(GIVEN RECORDS begins)

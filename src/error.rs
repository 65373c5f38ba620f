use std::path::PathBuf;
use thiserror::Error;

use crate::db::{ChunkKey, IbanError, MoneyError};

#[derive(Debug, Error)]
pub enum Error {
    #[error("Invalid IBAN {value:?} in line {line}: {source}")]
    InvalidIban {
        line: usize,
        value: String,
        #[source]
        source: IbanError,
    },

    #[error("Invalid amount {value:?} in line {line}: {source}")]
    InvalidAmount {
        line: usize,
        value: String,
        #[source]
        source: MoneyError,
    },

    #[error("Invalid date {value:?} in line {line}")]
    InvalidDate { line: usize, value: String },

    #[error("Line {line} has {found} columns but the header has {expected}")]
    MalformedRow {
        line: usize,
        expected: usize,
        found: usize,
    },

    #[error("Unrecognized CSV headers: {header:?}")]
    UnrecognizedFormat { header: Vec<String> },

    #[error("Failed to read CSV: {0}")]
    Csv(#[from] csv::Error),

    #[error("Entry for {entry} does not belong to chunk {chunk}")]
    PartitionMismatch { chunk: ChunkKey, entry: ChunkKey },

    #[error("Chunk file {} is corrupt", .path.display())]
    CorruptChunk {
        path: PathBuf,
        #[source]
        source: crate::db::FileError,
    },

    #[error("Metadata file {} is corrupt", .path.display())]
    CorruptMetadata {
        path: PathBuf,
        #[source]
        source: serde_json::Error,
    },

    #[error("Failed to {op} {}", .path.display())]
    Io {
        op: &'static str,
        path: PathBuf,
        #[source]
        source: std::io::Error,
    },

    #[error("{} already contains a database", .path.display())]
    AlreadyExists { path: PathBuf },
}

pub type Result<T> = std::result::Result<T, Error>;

(GIVEN RECORDS ends)

- _TASK BRIEF_:
Please count the lines in the material above that hold the word "String", and give only the total.

- _SOLVED PROBLEM_:
4